### Excerpted data

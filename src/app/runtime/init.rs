use crate::state::AppState;
use crate::theme::Settings;

/// What: Copy presentation preferences from settings into the session state.
///
/// Inputs:
/// - `app`: Application state to update
/// - `prefs`: Parsed `settings.conf`
pub fn apply_settings_to_app_state(app: &mut AppState, prefs: &Settings) {
    app.show_keybinds_footer = prefs.show_keybinds_footer;
    app.max_description_words = prefs.max_description_words;
}

/// What: Pick the search endpoint for this run.
///
/// Inputs:
/// - `cli_override`: Value of `--api-url`, if given
/// - `prefs`: Parsed `settings.conf`
///
/// Output:
/// - The command-line value when present and non-blank, else the settings value.
pub fn resolve_api_url(cli_override: Option<&str>, prefs: &Settings) -> String {
    match cli_override.map(str::trim) {
        Some(url) if !url.is_empty() => {
            tracing::info!(api_url = %url, "using API URL from command line");
            url.to_string()
        }
        _ => prefs.api_url.clone(),
    }
}

#[cfg(test)]
mod tests {
    use super::*;

    #[test]
    /// What: Settings flow into the presentation fields of `AppState`.
    fn init_applies_settings() {
        let mut app = AppState::default();
        let prefs = Settings {
            show_keybinds_footer: false,
            max_description_words: 7,
            ..Settings::default()
        };
        apply_settings_to_app_state(&mut app, &prefs);
        assert!(!app.show_keybinds_footer);
        assert_eq!(app.max_description_words, 7);
    }

    #[test]
    /// What: `--api-url` wins over settings unless it is blank.
    fn init_api_url_precedence() {
        let prefs = Settings {
            api_url: "https://ghe.example.com/api/v3/search/repositories".into(),
            ..Settings::default()
        };
        assert_eq!(
            resolve_api_url(Some("http://127.0.0.1:9/search"), &prefs),
            "http://127.0.0.1:9/search"
        );
        assert_eq!(resolve_api_url(Some("  "), &prefs), prefs.api_url);
        assert_eq!(resolve_api_url(None, &prefs), prefs.api_url);
    }
}
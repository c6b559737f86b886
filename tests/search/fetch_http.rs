//! Fetch adapter against a local stub server.

use gitseek::app::handle_search_outcome;
use gitseek::sources::{FetchError, SearchClient};
use gitseek::state::{AppState, BodyView, Repository, SearchOutcome};

use crate::stub::{envelope, serve_once};

#[tokio::test]
/// What: A 200 response is parsed and the request carries every query parameter.
///
/// Inputs:
/// - Stub returning a two-item envelope; search for "tui lib" page 2.
///
/// Output:
/// - Two repositories, total 42, and a request line with encoded `q`, sort, order, page and per_page.
async fn fetch_success_parses_envelope() {
    let stub = serve_once("200 OK", &envelope(42, 2)).await;
    let client = SearchClient::new(&stub.url, "gitseek-test").expect("client");
    let resp = client.search("tui lib", 2).await.expect("success");
    assert_eq!(resp.total_count, 42);
    assert_eq!(resp.items.len(), 2);
    assert_eq!(resp.items[0].owner.login, "owner");
    assert_eq!(resp.items[0].description, None);

    let line = stub.request_line.await.expect("request observed");
    assert!(line.starts_with("GET /search/repositories?"), "{line}");
    assert!(line.contains("q=tui+lib"), "{line}");
    assert!(line.contains("sort=stars"), "{line}");
    assert!(line.contains("order=desc"), "{line}");
    assert!(line.contains("page=2"), "{line}");
    assert!(line.contains("per_page=10"), "{line}");
}

#[tokio::test]
/// What: A 403 surfaces as an HTTP error and clears the list and total once applied.
async fn fetch_forbidden_clears_results() {
    let stub = serve_once(
        "403 Forbidden",
        r#"{"message":"API rate limit exceeded"}"#,
    )
    .await;
    let client = SearchClient::new(&stub.url, "gitseek-test").expect("client");
    let err = client.search("rust", 1).await.expect_err("403");
    assert!(matches!(err, FetchError::Http { status: 403, .. }));
    assert!(err.to_string().contains("403"));

    let mut app = AppState {
        search_term: "rust".into(),
        total_count: 95,
        latest_query_id: 3,
        loading: true,
        ..AppState::default()
    };
    app.repositories = vec![Repository::default(); 10];
    handle_search_outcome(
        &mut app,
        SearchOutcome {
            id: 3,
            result: Err(err),
        },
    );
    assert!(app.error.contains("403"));
    assert!(app.repositories.is_empty());
    assert_eq!(app.total_count, 0);
    assert_eq!(app.body_view(), BodyView::Error);
}

#[tokio::test]
/// What: A success status with a foreign body is a decode error.
async fn fetch_malformed_body_is_decode_error() {
    let stub = serve_once("200 OK", r#"{"unexpected":true}"#).await;
    let client = SearchClient::new(&stub.url, "gitseek-test").expect("client");
    let err = client.search("rust", 1).await.expect_err("decode");
    assert!(matches!(err, FetchError::Decode(_)));
    assert!(!err.to_string().is_empty());
}

#[tokio::test]
/// What: An unreachable endpoint is a transport error with a non-empty message.
async fn fetch_unreachable_is_transport_error() {
    let client =
        SearchClient::new("http://127.0.0.1:9/search/repositories", "gitseek-test").expect("client");
    let err = client.search("rust", 1).await.expect_err("transport");
    assert!(matches!(err, FetchError::Transport(_)));
    assert!(!err.to_string().is_empty());
}
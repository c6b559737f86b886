//! Central `AppState` container.

use lru::LruCache;
use ratatui::widgets::ListState;

use crate::state::types::{Focus, PageButton, Repository};

mod constants;
mod default_impl;
mod methods;


pub use constants::{
    API_RESULT_CAP, DEFAULT_MAX_DESCRIPTION_WORDS, ITEMS_PER_PAGE, RECENT_CAPACITY,
    recent_capacity,
};

/// Screen rectangle as `(x, y, width, height)`, recorded during rendering for
/// mouse hit-testing.
pub type Rect4 = (u16, u16, u16, u16);

/// Session state shared by the event, networking, and UI layers.
///
/// Owned exclusively by the event loop. Created empty at startup and dropped
/// on exit; nothing here is written to disk.
#[derive(Debug)]
#[allow(clippy::struct_excessive_bools)]
pub struct AppState {
    // Search input
    /// Live text of the search box (not yet committed).
    pub input: String,
    /// Caret position inside `input`, counted in characters.
    pub search_caret: usize,
    /// Which pane receives keyboard input.
    pub focus: Focus,

    // Committed query
    /// Term driving fetch and display; empty until the first search.
    pub search_term: String,
    /// 1-based page of the committed term currently shown or requested.
    pub current_page: u32,

    // Latest response
    /// Hits for the current page.
    pub repositories: Vec<Repository>,
    /// Total matches reported by the last successful response.
    pub total_count: u64,
    /// Whether the last successful response was flagged incomplete by the API.
    pub incomplete_results: bool,
    /// `true` while the latest request is in flight.
    pub loading: bool,
    /// Failure message of the latest request; empty means no error.
    pub error: String,

    // Search coordination
    /// Identifier of the latest query; only its outcome is applied.
    pub latest_query_id: u64,
    /// Next query identifier to allocate.
    pub next_query_id: u64,

    // Results navigation
    /// Index into `repositories` that is currently highlighted.
    pub selected: usize,
    /// List selection state for the results list.
    pub list_state: ListState,

    // Recent searches (in-memory only)
    /// Previously committed terms stored as an LRU cache (keyed case-insensitively).
    pub recent: LruCache<String, String>,
    /// Position while cycling through `recent` with Up/Down; `None` when not browsing.
    pub history_cursor: Option<usize>,

    // Presentation preferences
    /// Word limit applied to card descriptions.
    pub max_description_words: usize,
    /// Whether the keybinding hint line is rendered.
    pub show_keybinds_footer: bool,
    /// Animation frame counter for the loading spinner.
    pub spinner_frame: usize,

    // Hit-test geometry (written by the renderer)
    /// Rect of the search input box.
    pub search_rect: Option<Rect4>,
    /// Inner rect of the results list.
    pub results_rect: Option<Rect4>,
    /// Rendered line height of each card, indexed like `repositories`.
    pub card_heights: Vec<u16>,
    /// Rects of the pagination buttons in render order.
    pub pagination_rects: Vec<(PageButton, Rect4)>,
}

######

About this exercise - Search the records for the word "None" and copy every line where it occurs.

Response below -
        assert_eq!(resolve_api_url(None, &prefs), prefs.api_url);
    assert_eq!(resp.items[0].description, None);
    /// Position while cycling through `recent` with Up/Down; `None` when not browsing.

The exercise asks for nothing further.